▸ **GOAL OF THE EXERCISE**
Which of the lines in the records below hold the string "logs"? Copy every one of them.
(Beginning of PROVIDED RECORDS)
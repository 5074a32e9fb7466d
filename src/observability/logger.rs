//! Structured JSON logger for syncguard
//!
//! - One log line = one event
//! - `event` first, then `severity`, then fields sorted by key
//! - Synchronous, no buffering
//! - Written to stderr; stdout belongs to CLI responses

use std::fmt;
use std::io::{self, Write};
use std::sync::atomic::{AtomicU8, Ordering};

/// Log severity levels
#[derive(Debug, Clone, Copy, PartialEq, Eq, PartialOrd, Ord)]
pub enum Severity {
    /// Per-step detail
    Trace = 0,
    /// Normal operations
    Info = 1,
    /// Rejected writes
    Warn = 2,
    /// Schema or environment failures
    Error = 3,
    /// Unrecoverable, process exits
    Fatal = 4,
}

impl Severity {
    /// Returns the string representation
    pub fn as_str(&self) -> &'static str {
        match self {
            Severity::Trace => "TRACE",
            Severity::Info => "INFO",
            Severity::Warn => "WARN",
            Severity::Error => "ERROR",
            Severity::Fatal => "FATAL",
        }
    }

    /// Parse a configured level name (case-insensitive)
    pub fn parse(level: &str) -> Option<Self> {
        match level.to_ascii_lowercase().as_str() {
            "trace" => Some(Severity::Trace),
            "info" => Some(Severity::Info),
            "warn" => Some(Severity::Warn),
            "error" => Some(Severity::Error),
            "fatal" => Some(Severity::Fatal),
            _ => None,
        }
    }

    fn from_u8(value: u8) -> Self {
        match value {
            0 => Severity::Trace,
            1 => Severity::Info,
            2 => Severity::Warn,
            3 => Severity::Error,
            _ => Severity::Fatal,
        }
    }
}

impl fmt::Display for Severity {
    fn fmt(&self, f: &mut fmt::Formatter<'_>) -> fmt::Result {
        write!(f, "{}", self.as_str())
    }
}

static MIN_SEVERITY: AtomicU8 = AtomicU8::new(Severity::Info as u8);

/// A structured logger that outputs JSON logs
pub struct Logger;

impl Logger {
    /// Drop every line below `severity`
    pub fn set_min_severity(severity: Severity) {
        MIN_SEVERITY.store(severity as u8, Ordering::Relaxed);
    }

    pub fn min_severity() -> Severity {
        Severity::from_u8(MIN_SEVERITY.load(Ordering::Relaxed))
    }

    pub fn enabled(severity: Severity) -> bool {
        severity >= Self::min_severity()
    }

    /// Log an event with the given severity and fields
    pub fn log(severity: Severity, event: &str, fields: &[(&str, &str)]) {
        if Self::enabled(severity) {
            Self::log_to_writer(severity, event, fields, &mut io::stderr());
        }
    }

    fn log_to_writer<W: Write>(
        severity: Severity,
        event: &str,
        fields: &[(&str, &str)],
        writer: &mut W,
    ) {
        let mut output = String::with_capacity(256);

        output.push('{');

        output.push_str("\"event\":\"");
        Self::escape_json_string(&mut output, event);
        output.push('"');

        output.push_str(",\"severity\":\"");
        output.push_str(severity.as_str());
        output.push('"');

        let mut sorted_fields: Vec<_> = fields.iter().collect();
        sorted_fields.sort_by_key(|(k, _)| *k);

        for (key, value) in sorted_fields {
            output.push_str(",\"");
            Self::escape_json_string(&mut output, key);
            output.push_str("\":\"");
            Self::escape_json_string(&mut output, value);
            output.push('"');
        }

        output.push_str("}\n");

        // One write per line
        let _ = writer.write_all(output.as_bytes());
        let _ = writer.flush();
    }

    fn escape_json_string(output: &mut String, s: &str) {
        for c in s.chars() {
            match c {
                '"' => output.push_str("\\\""),
                '\\' => output.push_str("\\\\"),
                '\n' => output.push_str("\\n"),
                '\r' => output.push_str("\\r"),
                '\t' => output.push_str("\\t"),
                c if c.is_control() => {
                    output.push_str(&format!("\\u{:04x}", c as u32));
                }
                c => output.push(c),
            }
        }
    }

    pub fn trace(event: &str, fields: &[(&str, &str)]) {
        Self::log(Severity::Trace, event, fields);
    }

    pub fn info(event: &str, fields: &[(&str, &str)]) {
        Self::log(Severity::Info, event, fields);
    }

    pub fn warn(event: &str, fields: &[(&str, &str)]) {
        Self::log(Severity::Warn, event, fields);
    }

    pub fn error(event: &str, fields: &[(&str, &str)]) {
        Self::log(Severity::Error, event, fields);
    }

    pub fn fatal(event: &str, fields: &[(&str, &str)]) {
        Self::log(Severity::Fatal, event, fields);
    }
}

/// Capture logs to a buffer for testing
#[cfg(test)]
pub fn capture_log(severity: Severity, event: &str, fields: &[(&str, &str)]) -> String {
    let mut buffer = Vec::new();
    Logger::log_to_writer(severity, event, fields, &mut buffer);
    String::from_utf8(buffer).unwrap()
}

#[cfg(test)]
mod tests {
    use super::*;

    #[test]
    fn test_severity_ordering() {
        assert!(Severity::Trace < Severity::Info);
        assert!(Severity::Info < Severity::Warn);
        assert!(Severity::Warn < Severity::Error);
        assert!(Severity::Error < Severity::Fatal);
    }

    #[test]
    fn test_severity_parse() {
        assert_eq!(Severity::parse("INFO"), Some(Severity::Info));
        assert_eq!(Severity::parse("warn"), Some(Severity::Warn));
        assert_eq!(Severity::parse("verbose"), None);
    }

    #[test]
    fn test_log_json_format() {
        let output = capture_log(Severity::Info, "TYPE_RESOLVED", &[("doc_type", "book")]);

        let parsed: serde_json::Value = serde_json::from_str(&output).unwrap();
        assert_eq!(parsed["event"], "TYPE_RESOLVED");
        assert_eq!(parsed["severity"], "INFO");
        assert_eq!(parsed["doc_type"], "book");
    }

    #[test]
    fn test_log_deterministic_ordering() {
        let output1 = capture_log(
            Severity::Info,
            "TEST",
            &[("operation", "add"), ("doc_id", "b1"), ("doc_type", "book")],
        );
        let output2 = capture_log(
            Severity::Info,
            "TEST",
            &[("doc_type", "book"), ("operation", "add"), ("doc_id", "b1")],
        );
        assert_eq!(output1, output2);

        let id_pos = output1.find("doc_id").unwrap();
        let op_pos = output1.find("operation").unwrap();
        assert!(id_pos < op_pos);
    }

    #[test]
    fn test_log_escapes_special_chars() {
        let output = capture_log(
            Severity::Warn,
            "VALIDATION_FAILED",
            &[("message", "item \"a\" is missing\nnext")],
        );

        let parsed: serde_json::Value = serde_json::from_str(&output).unwrap();
        assert_eq!(parsed["message"], "item \"a\" is missing\nnext");
        assert_eq!(output.chars().filter(|c| *c == '\n').count(), 1);
    }

    #[test]
    fn test_log_event_first() {
        let output = capture_log(Severity::Info, "MY_EVENT", &[("a", "1")]);
        assert!(output.starts_with("{\"event\":\"MY_EVENT\",\"severity\""));
    }
}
(End of PROVIDED RECORDS)
▸ **EXERCISE SOLUTION**
/// A structured logger that outputs JSON logs
/// Capture logs to a buffer for testing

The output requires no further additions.